Now imagine that that man or woman also has an unlimited and wholly unsecured checking account that is perpetually kited.

In theory it can carry on indefinitely, generation after generation, because the aggregate real and financial wealth constantly flowing into the asset-sink / trust is more than sufficient to cover even the most extravagant lifestyles of the owners of the private system. As long as the permitted ratios are kept reasonably close to those which would be required under a secured system, the result is an immovable pyramid of assets that gets perpetually larger while remaining stable.

But now assume that this world’s richest man or woman were to develop an ever-escalating gambling addiction at an electronic no-limits casino. The impossible becomes not just possible but inevitable.

Notwithstanding the massive technical and actual criminality of it, our current situation is, de facto, proof of a general incompetence. No competent private-money-power would have traded a slow steady intergenerational absorption of everything for the short-term high of increased accounting profits through the general subversion and undermining of GAAP and of the criminal law.

Memo to the money-power: Your great-great-grandfathers created the accounting system and its selective rules against double-counting in order to protect you from meaningful competition, and to ensure that you would eventually own everything regardless of anyone’s relative competence.

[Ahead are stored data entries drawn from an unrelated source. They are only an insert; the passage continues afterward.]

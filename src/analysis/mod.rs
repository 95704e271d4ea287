//! Read-only aggregations over a preprocessed game table.
//!
//! These are the groupings a front end charts: result shares, top
//! categories, rating-binned rates and activity by hour and weekday. None of
//! them modifies the table they read.

pub mod bins;
pub mod filter;

pub use self::bins::{BinRate, draw_rate_by_avg_elo, higher_rated_win_rate_by_diff};
pub use self::filter::GameFilter;

use crate::config::ReportConfig;
use crate::constants::{WEEKDAY_ORDER, derived, raw};
use crate::error::Result;
use crate::models::GameResult;
use crate::preprocess::{float_column, string_column};

use polars::prelude::*;
use std::collections::{BTreeMap, HashMap};
use tracing::debug;

/// Headline counts of game outcomes
#[derive(Debug, Clone, Copy, Default, PartialEq, Eq)]
pub struct KeyMetrics {
    pub total_games: usize,
    pub white_wins: usize,
    pub black_wins: usize,
    pub draws: usize,
}

impl KeyMetrics {
    pub fn from_table(df: &DataFrame) -> Result<Self> {
        let mut metrics = KeyMetrics {
            total_games: df.height(),
            ..Default::default()
        };

        for result in string_column(df, raw::RESULT)?.into_iter() {
            match GameResult::from_raw(result) {
                GameResult::WhiteWin => metrics.white_wins += 1,
                GameResult::BlackWin => metrics.black_wins += 1,
                GameResult::Draw => metrics.draws += 1,
                GameResult::Unknown => {}
            }
        }
        Ok(metrics)
    }

    fn pct(&self, count: usize) -> Option<f64> {
        (self.total_games > 0).then(|| count as f64 / self.total_games as f64 * 100.0)
    }

    pub fn white_win_pct(&self) -> Option<f64> {
        self.pct(self.white_wins)
    }

    pub fn black_win_pct(&self) -> Option<f64> {
        self.pct(self.black_wins)
    }

    pub fn draw_pct(&self) -> Option<f64> {
        self.pct(self.draws)
    }
}

/// Lowest and highest rating over both colours
pub fn rating_bounds(df: &DataFrame) -> Result<Option<(f64, f64)>> {
    let white = float_column(df, raw::WHITE_ELO)?;
    let black = float_column(df, raw::BLACK_ELO)?;

    Ok(white
        .into_iter()
        .chain(black.into_iter())
        .flatten()
        .fold(None, |bounds, value| match bounds {
            None => Some((value, value)),
            Some((lo, hi)) => Some((f64::min(lo, value), f64::max(hi, value))),
        }))
}

/// Most frequent non-null values of `column`, ties broken alphabetically
pub fn value_counts(df: &DataFrame, column: &str, top_n: usize) -> Result<Vec<(String, usize)>> {
    let mut counts: HashMap<&str, usize> = HashMap::new();
    let values = string_column(df, column)?;
    for value in values.into_iter().flatten() {
        *counts.entry(value).or_default() += 1;
    }

    let mut ranked: Vec<(String, usize)> = counts
        .into_iter()
        .map(|(value, count)| (value.to_string(), count))
        .collect();
    ranked.sort_by(|a, b| b.1.cmp(&a.1).then_with(|| a.0.cmp(&b.0)));
    ranked.truncate(top_n);
    Ok(ranked)
}

/// Games per UTC hour of day
pub fn games_by_hour(df: &DataFrame) -> Result<[usize; 24]> {
    let hours = df.column(derived::HOUR)?.cast(&DataType::Int32)?;
    let mut buckets = [0usize; 24];
    for hour in hours.i32()?.into_iter().flatten() {
        if let Some(bucket) = usize::try_from(hour).ok().and_then(|h| buckets.get_mut(h)) {
            *bucket += 1;
        }
    }
    Ok(buckets)
}

/// Games per weekday in Monday-to-Sunday order, absent days counted as zero
pub fn games_by_weekday(df: &DataFrame) -> Result<Vec<(&'static str, usize)>> {
    let days = string_column(df, derived::DAY_OF_WEEK)?;
    let mut counts: Vec<(&'static str, usize)> =
        WEEKDAY_ORDER.iter().map(|day| (*day, 0)).collect();

    for day in days.into_iter().flatten() {
        if let Some(entry) = counts.iter_mut().find(|(name, _)| *name == day) {
            entry.1 += 1;
        }
    }
    Ok(counts)
}

/// Result distribution within one category
#[derive(Debug, Clone, Copy, Default, PartialEq, Eq)]
pub struct OutcomeShares {
    pub games: usize,
    pub white_wins: usize,
    pub black_wins: usize,
    pub draws: usize,
    pub other: usize,
}

impl OutcomeShares {
    fn pct(&self, count: usize) -> f64 {
        if self.games == 0 {
            0.0
        } else {
            count as f64 / self.games as f64 * 100.0
        }
    }

    pub fn white_win_pct(&self) -> f64 {
        self.pct(self.white_wins)
    }

    pub fn black_win_pct(&self) -> f64 {
        self.pct(self.black_wins)
    }

    pub fn draw_pct(&self) -> f64 {
        self.pct(self.draws)
    }

    pub fn other_pct(&self) -> f64 {
        self.pct(self.other)
    }
}

/// Result shares grouped by the values of `column`.
///
/// Rows with a null category or a null result are left out.
pub fn outcome_shares_by(df: &DataFrame, column: &str) -> Result<BTreeMap<String, OutcomeShares>> {
    let categories = string_column(df, column)?;
    let results = string_column(df, raw::RESULT)?;
    let mut shares: BTreeMap<String, OutcomeShares> = BTreeMap::new();

    for (category, result) in categories.into_iter().zip(results.into_iter()) {
        let (Some(category), Some(result)) = (category, result) else {
            continue;
        };
        let entry = shares.entry(category.to_string()).or_default();
        entry.games += 1;
        match GameResult::from_raw(Some(result)) {
            GameResult::WhiteWin => entry.white_wins += 1,
            GameResult::BlackWin => entry.black_wins += 1,
            GameResult::Draw => entry.draws += 1,
            GameResult::Unknown => entry.other += 1,
        }
    }
    Ok(shares)
}

/// Everything the text report shows, computed in one pass over the table.
///
/// A section is `None` when the table lacks the columns it needs, so a
/// partial export still yields every section it can.
#[derive(Debug, Clone)]
pub struct Summary {
    pub total_games: usize,
    pub metrics: Option<KeyMetrics>,
    pub rating_bounds: Option<(f64, f64)>,
    pub terminations: Option<Vec<(String, usize)>>,
    pub openings: Option<Vec<(String, usize)>>,
    pub opening_categories: Option<Vec<(String, usize)>>,
    pub time_controls: Option<Vec<(String, usize)>>,
    pub outcomes_by_opening: Option<BTreeMap<String, OutcomeShares>>,
    pub outcomes_by_time_control: Option<BTreeMap<String, OutcomeShares>>,
    pub higher_rated_wins: Option<Vec<BinRate>>,
    pub draw_rates: Option<Vec<BinRate>>,
    pub hours: Option<[usize; 24]>,
    pub weekdays: Option<Vec<(&'static str, usize)>>,
}

impl Summary {
    /// Summarise a preprocessed table, skipping sections with missing columns
    pub fn from_table(df: &DataFrame, config: &ReportConfig) -> Result<Self> {
        const RATED_RESULTS: &[&str] = &[raw::WHITE_ELO, raw::BLACK_ELO, raw::RESULT];

        Ok(Self {
            total_games: df.height(),
            metrics: when_present(df, &[raw::RESULT], || KeyMetrics::from_table(df))?,
            rating_bounds: when_present(df, &[raw::WHITE_ELO, raw::BLACK_ELO], || {
                rating_bounds(df)
            })?
            .flatten(),
            terminations: when_present(df, &[raw::TERMINATION], || {
                value_counts(df, raw::TERMINATION, config.top_terminations)
            })?,
            openings: when_present(df, &[raw::OPENING], || {
                value_counts(df, raw::OPENING, config.top_openings)
            })?,
            opening_categories: when_present(df, &[derived::OPENING_CATEGORY], || {
                value_counts(df, derived::OPENING_CATEGORY, usize::MAX)
            })?,
            time_controls: when_present(df, &[derived::TIME_CONTROL_GROUPED], || {
                value_counts(df, derived::TIME_CONTROL_GROUPED, usize::MAX)
            })?,
            outcomes_by_opening: when_present(df, &[derived::OPENING_CATEGORY, raw::RESULT], || {
                outcome_shares_by(df, derived::OPENING_CATEGORY)
            })?,
            outcomes_by_time_control: when_present(
                df,
                &[derived::TIME_CONTROL_GROUPED, raw::RESULT],
                || outcome_shares_by(df, derived::TIME_CONTROL_GROUPED),
            )?,
            higher_rated_wins: when_present(df, RATED_RESULTS, || {
                higher_rated_win_rate_by_diff(df)
            })?,
            draw_rates: when_present(df, RATED_RESULTS, || draw_rate_by_avg_elo(df))?,
            hours: when_present(df, &[derived::HOUR], || games_by_hour(df))?,
            weekdays: when_present(df, &[derived::DAY_OF_WEEK], || games_by_weekday(df))?,
        })
    }
}

fn when_present<T>(
    df: &DataFrame,
    columns: &[&str],
    compute: impl FnOnce() -> Result<T>,
) -> Result<Option<T>> {
    match columns.iter().find(|name| df.get_column_index(name).is_none()) {
        Some(missing) => {
            debug!("Summary section skipped, missing column {}", missing);
            Ok(None)
        }
        None => compute().map(Some),
    }
}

Your one and only real job was to not bleep-it-up.

But you got glory-greedy, lazy, careless, and stupid, and you bleeped-it-up royally.

And now you still want to play the “God-likes-us-better” card – the last resort of ill-gotten-intergenerational-wealth.

But even the most tertiary forensic examination reveals a reckless disregard for the foundational-building-block of your system of domination, and that is plausible deniability. The language has to be sufficiently imprecise as to remain in accord with the following Machiavellian-like advice:

If you want to advance some great evil in the world, be certain to do it in English. That way, if you get caught, then you can always claim that you meant something else.

However obfuscatory the earlier nominal securities may have been, the modern versions leave nothing to the imagination:

NOTWITHSTANDING the provisions of any Statute [any lawful Act of Parliament, including the criminal law]… this contract [and security] shall remain in full force and effect.

And more or less simultaneously, for example, in 1997 I first noticed that the Royal Bank of Canada, for example, changed its sworn declaration of significant accounting principles in its Annual Reports from:

The Bank obeys GAAP and all other accounting laws

To

The Bank obeys GAAP and all other accounting laws, unless the borrower has agreed otherwise.

Twenty-five years later, the entire private global financial system is a runaway-racketeering-freight-train looking for a good place to stage a train-wreck and – Wait! Is that Covid-Corner up ahead?! We better slow down.

No Way! Throw another $10 trillion into the fire and get those boilers screaming! Full speed ahead!